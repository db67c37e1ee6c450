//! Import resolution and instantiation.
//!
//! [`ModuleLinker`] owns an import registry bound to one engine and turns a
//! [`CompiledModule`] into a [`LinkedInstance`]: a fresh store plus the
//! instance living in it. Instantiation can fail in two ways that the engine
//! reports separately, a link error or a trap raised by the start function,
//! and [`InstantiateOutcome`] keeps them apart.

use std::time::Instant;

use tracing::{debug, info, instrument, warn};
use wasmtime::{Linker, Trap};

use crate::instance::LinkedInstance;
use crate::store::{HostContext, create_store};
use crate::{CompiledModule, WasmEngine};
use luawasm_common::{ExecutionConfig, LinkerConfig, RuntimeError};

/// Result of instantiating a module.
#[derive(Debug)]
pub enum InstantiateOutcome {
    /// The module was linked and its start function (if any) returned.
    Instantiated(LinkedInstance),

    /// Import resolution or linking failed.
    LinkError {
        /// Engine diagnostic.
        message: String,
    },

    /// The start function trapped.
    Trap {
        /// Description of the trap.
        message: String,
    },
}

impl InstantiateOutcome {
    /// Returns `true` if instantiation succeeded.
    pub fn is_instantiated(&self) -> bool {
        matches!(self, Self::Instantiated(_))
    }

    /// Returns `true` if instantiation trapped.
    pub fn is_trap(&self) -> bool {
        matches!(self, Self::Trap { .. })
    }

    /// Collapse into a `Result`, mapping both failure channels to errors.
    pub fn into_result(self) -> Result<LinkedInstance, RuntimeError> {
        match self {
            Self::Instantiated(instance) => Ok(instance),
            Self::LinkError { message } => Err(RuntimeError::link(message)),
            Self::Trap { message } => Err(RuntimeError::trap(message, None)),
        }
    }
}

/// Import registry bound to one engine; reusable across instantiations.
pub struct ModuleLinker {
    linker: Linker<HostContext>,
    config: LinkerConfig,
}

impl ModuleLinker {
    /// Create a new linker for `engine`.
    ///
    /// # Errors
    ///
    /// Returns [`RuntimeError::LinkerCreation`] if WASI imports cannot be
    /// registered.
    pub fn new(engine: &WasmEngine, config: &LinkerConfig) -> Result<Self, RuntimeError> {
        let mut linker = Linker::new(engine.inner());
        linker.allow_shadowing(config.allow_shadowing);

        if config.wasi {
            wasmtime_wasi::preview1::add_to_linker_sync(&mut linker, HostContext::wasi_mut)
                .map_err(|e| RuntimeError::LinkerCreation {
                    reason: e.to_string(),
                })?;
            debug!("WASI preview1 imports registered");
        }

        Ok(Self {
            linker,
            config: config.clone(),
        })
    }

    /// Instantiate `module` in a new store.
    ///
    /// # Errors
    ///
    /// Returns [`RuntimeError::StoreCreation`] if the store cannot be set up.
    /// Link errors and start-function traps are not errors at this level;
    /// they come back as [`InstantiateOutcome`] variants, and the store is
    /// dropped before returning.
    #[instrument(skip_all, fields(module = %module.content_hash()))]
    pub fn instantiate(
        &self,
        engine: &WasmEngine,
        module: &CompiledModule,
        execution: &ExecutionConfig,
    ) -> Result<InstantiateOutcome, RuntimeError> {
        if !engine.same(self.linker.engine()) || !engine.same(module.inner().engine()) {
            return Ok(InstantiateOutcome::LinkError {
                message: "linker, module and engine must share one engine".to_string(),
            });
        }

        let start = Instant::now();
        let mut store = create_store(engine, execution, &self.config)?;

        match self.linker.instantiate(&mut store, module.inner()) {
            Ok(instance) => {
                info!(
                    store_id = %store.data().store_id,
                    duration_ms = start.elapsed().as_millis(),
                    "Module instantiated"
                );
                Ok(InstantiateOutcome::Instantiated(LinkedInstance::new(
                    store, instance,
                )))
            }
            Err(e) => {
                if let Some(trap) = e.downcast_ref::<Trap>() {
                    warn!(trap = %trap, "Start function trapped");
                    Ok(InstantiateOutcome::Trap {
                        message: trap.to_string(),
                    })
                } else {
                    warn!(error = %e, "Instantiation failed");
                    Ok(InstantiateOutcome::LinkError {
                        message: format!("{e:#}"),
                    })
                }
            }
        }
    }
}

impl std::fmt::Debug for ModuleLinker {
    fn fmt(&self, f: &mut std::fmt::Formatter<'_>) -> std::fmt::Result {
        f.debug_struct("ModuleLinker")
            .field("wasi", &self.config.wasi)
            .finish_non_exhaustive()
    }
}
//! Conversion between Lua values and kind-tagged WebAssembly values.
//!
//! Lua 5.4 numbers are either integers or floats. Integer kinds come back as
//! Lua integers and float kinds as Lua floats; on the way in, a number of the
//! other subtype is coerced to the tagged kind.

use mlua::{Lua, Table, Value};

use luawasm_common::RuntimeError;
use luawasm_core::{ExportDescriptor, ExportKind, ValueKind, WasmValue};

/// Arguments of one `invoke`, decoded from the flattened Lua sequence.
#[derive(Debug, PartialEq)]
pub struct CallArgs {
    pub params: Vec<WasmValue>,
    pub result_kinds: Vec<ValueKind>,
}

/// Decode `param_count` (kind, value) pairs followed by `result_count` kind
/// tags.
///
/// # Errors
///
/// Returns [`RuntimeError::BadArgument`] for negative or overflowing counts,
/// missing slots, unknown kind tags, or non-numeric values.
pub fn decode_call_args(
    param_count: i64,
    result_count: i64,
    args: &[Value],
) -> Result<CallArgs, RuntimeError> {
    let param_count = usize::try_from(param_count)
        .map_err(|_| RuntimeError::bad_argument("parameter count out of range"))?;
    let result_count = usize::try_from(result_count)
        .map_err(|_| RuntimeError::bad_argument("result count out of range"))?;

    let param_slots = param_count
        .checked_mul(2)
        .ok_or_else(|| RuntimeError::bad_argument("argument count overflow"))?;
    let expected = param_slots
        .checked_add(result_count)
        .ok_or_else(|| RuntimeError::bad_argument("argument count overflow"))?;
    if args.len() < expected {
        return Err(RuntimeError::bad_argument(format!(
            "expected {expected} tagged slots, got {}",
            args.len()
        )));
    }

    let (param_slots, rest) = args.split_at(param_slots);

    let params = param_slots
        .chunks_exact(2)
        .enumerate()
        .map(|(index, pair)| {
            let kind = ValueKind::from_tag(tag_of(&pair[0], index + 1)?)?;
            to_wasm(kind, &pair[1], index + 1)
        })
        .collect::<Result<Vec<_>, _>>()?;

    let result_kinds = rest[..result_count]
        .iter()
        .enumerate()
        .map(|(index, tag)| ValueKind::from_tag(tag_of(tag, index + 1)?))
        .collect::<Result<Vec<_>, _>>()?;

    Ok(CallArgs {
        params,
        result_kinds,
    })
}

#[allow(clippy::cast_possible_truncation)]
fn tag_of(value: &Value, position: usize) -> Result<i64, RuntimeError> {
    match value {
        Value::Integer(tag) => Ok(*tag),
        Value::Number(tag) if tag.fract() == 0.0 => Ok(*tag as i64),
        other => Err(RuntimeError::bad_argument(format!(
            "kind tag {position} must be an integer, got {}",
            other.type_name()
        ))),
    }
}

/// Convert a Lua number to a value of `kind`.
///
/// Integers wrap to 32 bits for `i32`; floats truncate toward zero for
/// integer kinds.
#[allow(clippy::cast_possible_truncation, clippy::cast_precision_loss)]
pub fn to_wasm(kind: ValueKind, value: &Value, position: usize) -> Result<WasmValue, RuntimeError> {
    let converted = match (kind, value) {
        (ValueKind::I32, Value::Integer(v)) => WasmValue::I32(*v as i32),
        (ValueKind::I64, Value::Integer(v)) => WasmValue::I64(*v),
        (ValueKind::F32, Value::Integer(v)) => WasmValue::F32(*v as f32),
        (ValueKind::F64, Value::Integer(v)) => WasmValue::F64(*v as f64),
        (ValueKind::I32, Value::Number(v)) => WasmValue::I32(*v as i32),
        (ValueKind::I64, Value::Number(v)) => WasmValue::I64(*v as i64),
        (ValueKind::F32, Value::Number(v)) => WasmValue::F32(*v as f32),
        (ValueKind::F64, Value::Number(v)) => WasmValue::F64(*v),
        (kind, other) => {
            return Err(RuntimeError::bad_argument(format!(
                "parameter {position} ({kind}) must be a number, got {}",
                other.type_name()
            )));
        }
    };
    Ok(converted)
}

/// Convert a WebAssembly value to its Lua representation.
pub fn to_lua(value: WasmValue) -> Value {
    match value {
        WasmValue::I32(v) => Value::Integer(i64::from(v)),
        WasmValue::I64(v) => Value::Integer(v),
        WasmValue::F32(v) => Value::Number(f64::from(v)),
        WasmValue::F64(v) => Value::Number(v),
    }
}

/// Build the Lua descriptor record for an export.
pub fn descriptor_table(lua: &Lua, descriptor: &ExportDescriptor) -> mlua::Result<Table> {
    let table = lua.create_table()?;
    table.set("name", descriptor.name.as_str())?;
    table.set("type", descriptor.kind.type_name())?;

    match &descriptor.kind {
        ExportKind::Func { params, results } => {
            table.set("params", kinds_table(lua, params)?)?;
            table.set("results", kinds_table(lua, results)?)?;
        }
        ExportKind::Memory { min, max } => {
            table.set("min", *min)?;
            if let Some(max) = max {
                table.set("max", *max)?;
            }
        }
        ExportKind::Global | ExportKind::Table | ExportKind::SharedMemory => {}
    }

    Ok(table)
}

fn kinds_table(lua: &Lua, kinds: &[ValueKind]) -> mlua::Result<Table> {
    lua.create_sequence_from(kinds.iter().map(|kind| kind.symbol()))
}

==========

Give back exactly the lines of the listing above that run from the line with "(ValueKind::I32, Value::Number(v)) =>" to the line with "let table = lua.create_table()?;", inclusive.

• _TASK RESULT_:
        (ValueKind::I32, Value::Number(v)) => WasmValue::I32(*v as i32),
        (ValueKind::I64, Value::Number(v)) => WasmValue::I64(*v as i64),
        (ValueKind::F32, Value::Number(v)) => WasmValue::F32(*v as f32),
        (ValueKind::F64, Value::Number(v)) => WasmValue::F64(*v),
        (kind, other) => {
            return Err(RuntimeError::bad_argument(format!(
                "parameter {position} ({kind}) must be a number, got {}",
                other.type_name()
            )));
        }
    };
    Ok(converted)
}

/// Convert a WebAssembly value to its Lua representation.
pub fn to_lua(value: WasmValue) -> Value {
    match value {
        WasmValue::I32(v) => Value::Integer(i64::from(v)),
        WasmValue::I64(v) => Value::Integer(v),
        WasmValue::F32(v) => Value::Number(f64::from(v)),
        WasmValue::F64(v) => Value::Number(v),
    }
}

/// Build the Lua descriptor record for an export.
pub fn descriptor_table(lua: &Lua, descriptor: &ExportDescriptor) -> mlua::Result<Table> {
    let table = lua.create_table()?;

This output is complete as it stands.